Acupuncture...What is that?!
Many people are familiar with the fact that Chinese medicine is an age old practice, dating over 5,000 years. What most people are not aware of is that Chinese medicine can be instantaneously effective. Acupuncture is a non-invasive method that treats your whole body system: physical, mental and emotional. It clears energetic blockages, improves circulation, and nourishes organs and tissues; thereby releasing the body from pain, trauma, and stress. In addition to reducing pain and symptoms of disease, one of the natural side effects of acupuncture is in increase in relaxation.

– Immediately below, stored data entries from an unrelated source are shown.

use super::{Page, PageContext, PageId, PageOutcome};
use crate::api::{ApiResult, Job, JobStatus, OptionKind};
use crate::config::Config;
use crate::navigation::Route;
use crate::store::{self, Store};
use crate::tui::components::{PaginationControl, RecordTable, SearchBar, SearchEvent, TableView};
use crate::tui::{styles::Theme, Frame};
use async_trait::async_trait;
use crossterm::event::{KeyCode, KeyEvent};
use ratatui::{
    layout::{Constraint, Direction, Layout, Rect},
    widgets::{Cell, Row},
};

const HEADERS: &[&str] = &["ID", "Name", "Status", "Owner", "Center", "Prio", "Submitted"];

/// Server-paged job list with a status filter
pub struct JobsPage {
    title: String,
    search: SearchBar,
    table: RecordTable,
    pagination: PaginationControl,
}

impl JobsPage {
    pub fn new(config: &Config) -> Self {
        Self {
            title: "Jobs".to_string(),
            search: SearchBar::new(OptionKind::Jobs, "Search by id, name, owner or command"),
            table: RecordTable::new(),
            pagination: PaginationControl::new(&config.page_sizes),
        }
    }

    /// Status filter after `current`: all, then each status in turn
    fn next_status_filter(current: Option<&str>) -> Option<JobStatus> {
        let current = current.and_then(|s| s.parse::<JobStatus>().ok());
        match current {
            None => JobStatus::ALL.first().copied(),
            Some(status) => JobStatus::ALL
                .iter()
                .skip_while(|s| **s != status)
                .nth(1)
                .copied(),
        }
    }

    fn row(job: &Job, store: &Store, theme: &Theme) -> Row<'static> {
        let center = store
            .centers()
            .name_of(&job.center_id)
            .unwrap_or(&job.center_id)
            .to_string();

        Row::new(vec![
            Cell::from(job.id.clone()),
            Cell::from(job.name.clone()),
            Cell::from(job.status.as_str()).style(theme.job_status_style(job.status)),
            Cell::from(job.owner_id.clone()),
            Cell::from(center),
            Cell::from(job.priority.to_string()),
            Cell::from(job.submitted_at.format("%Y-%m-%d %H:%M").to_string()),
        ])
    }
}

#[async_trait]
impl Page for JobsPage {
    fn id(&self) -> PageId {
        "jobs"
    }

    fn title(&self) -> &str {
        &self.title
    }

    async fn on_enter(&mut self, _route: &Route, ctx: &mut PageContext<'_>) -> ApiResult<()> {
        store::fetch_jobs(ctx.store, ctx.api).await
    }

    async fn handle_key_event(&mut self, event: KeyEvent, ctx: &mut PageContext<'_>) -> ApiResult<PageOutcome> {
        if self.search.is_editing() {
            if let Some(SearchEvent::Changed(keyword)) = self.search.handle_key_event(event, ctx.store) {
                let mut query = ctx.store.jobs().query.clone();
                if query.set_keyword(&keyword) {
                    self.table.reset();
                    store::query_jobs(ctx.store, ctx.api, query).await?;
                }
            }
            return Ok(PageOutcome::Handled);
        }

        let descriptor = &ctx.store.jobs().page.pagination;
        if let Some(request) = self.pagination.handle_key_event(event, descriptor) {
            self.table.reset();
            store::request_jobs_page(ctx.store, ctx.api, request).await?;
            return Ok(PageOutcome::Handled);
        }

        let rows = ctx.store.job_rows();
        if self.table.handle_key_event(event, rows.len()) {
            return Ok(PageOutcome::Handled);
        }

        match event.code {
            KeyCode::Enter => Ok(self
                .table
                .selected(rows.len())
                .map(|i| PageOutcome::Navigate(format!("{}{}", Route::JOB_DETAIL_PREFIX, rows[i].id)))
                .unwrap_or(PageOutcome::Handled)),
            KeyCode::Char('/') => {
                self.search.start_editing(ctx.store);
                Ok(PageOutcome::Handled)
            }
            KeyCode::Char('s') => {
                let mut query = ctx.store.jobs().query.clone();
                let status = Self::next_status_filter(ctx.store.jobs().status_filter());
                if query.set_filter("status", status.as_ref().map(JobStatus::as_str)) {
                    self.table.reset();
                    store::query_jobs(ctx.store, ctx.api, query).await?;
                }
                Ok(PageOutcome::Handled)
            }
            KeyCode::Char('r') => {
                store::fetch_jobs(ctx.store, ctx.api).await?;
                Ok(PageOutcome::Handled)
            }
            _ => Ok(PageOutcome::Ignored),
        }
    }

    fn render(&mut self, frame: &mut Frame, area: Rect, theme: &Theme, store: &Store) {
        let chunks = Layout::default()
            .direction(Direction::Vertical)
            .constraints([Constraint::Length(3), Constraint::Min(4), Constraint::Length(1)])
            .split(area);

        self.search.render(frame, chunks[0], theme);

        let title = match store.jobs().status_filter() {
            Some(status) => format!("{} | status: {}", self.title, status),
            None => self.title.clone(),
        };
        let rows = store
            .job_rows()
            .iter()
            .map(|job| Self::row(job, store, theme))
            .collect();

        self.table.render(
            frame,
            chunks[1],
            theme,
            TableView {
                title,
                headers: HEADERS,
                widths: vec![
                    Constraint::Length(7),
                    Constraint::Percentage(25),
                    Constraint::Length(10),
                    Constraint::Length(6),
                    Constraint::Percentage(20),
                    Constraint::Length(4),
                    Constraint::Length(16),
                ],
                rows,
                focused: !self.search.is_editing(),
            },
        );

        self.pagination.render(frame, chunks[2], &store.jobs().page.pagination, theme);
    }

    fn is_editing(&self) -> bool {
        self.search.is_editing()
    }

    fn help_text(&self) -> Vec<(&'static str, &'static str)> {
        vec![
            ("/", "Search jobs"),
            ("s", "Cycle status filter"),
            ("Enter", "Open job"),
            ("r", "Refresh"),
            ("←/→ Home/End", "Change page"),
            ("+/-", "Change page size"),
        ]
    }
}

#[cfg(test)]
mod tests {
    use super::*;

    #[test]
    fn test_status_filter_cycles_through_every_status() {
        let mut seen = Vec::new();
        let mut current = JobsPage::next_status_filter(None);
        while let Some(status) = current {
            seen.push(status);
            current = JobsPage::next_status_filter(Some(status.as_str()));
        }
        assert_eq!(seen, JobStatus::ALL.to_vec());
    }
}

This ancient art was introduced into the US soon after President Nixon’s visit to China in 1972. Skip forward, almost 50 years, we now have standardized schools of study and licensure for acupuncturists in most of the United States. Millions of people are now using acupuncture regularly in order to address health issues, with most insurance companies covering acupuncture treatment. Still, integration of this powerful healing technique into mainstream western medicine has been painfully slow, with doctors recommending acupuncture only as a last resort in many cases.
Acupuncture is based on acupuncture theory which states that there are 12 main meridians that run through the body. These meridians, or energy pathways, connect with all of the various organs, organ systems, and fascia in the body; delivering Qi, body fluids, blood, and nutrients. These meridian systems act much like a freeway system. When one experiences pain or dis-ease in the body, it is said that the individual has stagnation along one or more of these meridians, impeding the flow of essential Qi and nutrients to organs and tissues. Acupuncture is a tool used to unblock this stagnation, allowing for the free flow of the building blocks that sustain life.
Acupuncture not only treats existing disease or imbalance in the body, but also prevents maladies from forming. Getting rid of pain and illness can be simple and easy when one views disease as merely an imbalance. The body's own healing system naturally wants to regain equilibrium or homeostasis. If supported in appropriate ways, health will return.
The research is gaining in the field of acupuncture, with many acupuncturists returning to school for doctorates and PHd’s in this field of study. For many years, empirical evidence of acupuncture was sufficient enough for people to want to try it out. In recent decades, acupuncture has been under scientific scrutiny for both its efficacy and mechanism, or how it actually works, with results that are both impressive and supportive of its many benefits.
Studies of this useful medicine have found it to be beneficial in the treatment of an array of different maladies. To name a few of acupuncture’s claim to fame; elimination of chronic and acute pain, aiding infertility ie. increasing odds of pregnancy, addiction, anxiety, asthma, allergies, menstrual irregularities, menopausal syndrome, ptsd, insomnia, and digestive issues, to name but a few.
One has only to study MRI results of acupuncture studies to become curious. Brain imaging has been used to correlate acupuncture points to areas in the brain. In 1998, Dr. Cho performed experiments in which he needled several points used to treat eye issues, while observing the area of the brain that governs vision (the visual cortex) to simultaneously light up on the MRI scan. These experiments help us to see a powerful mechanism at work here, as well as validating mind/body connection.
There are examples of thermal imaging that show marked reduction in inflammation when acupuncture is applied. Studies have also demonstrated that one of the mechanisms of acupuncture is to redirect blood flow from the limbic system to the prefrontal cortex, reducing a hyperactive limbic system, often seen in trauma victims. The research and results are exciting. But, nothing compares to your own personal experience of feeling better post acupuncture. I would encourage you to look into it yourself, whether it be reading articles of research in this field, performing your own experiments, or trying acupuncture for the first time. Be your own judge.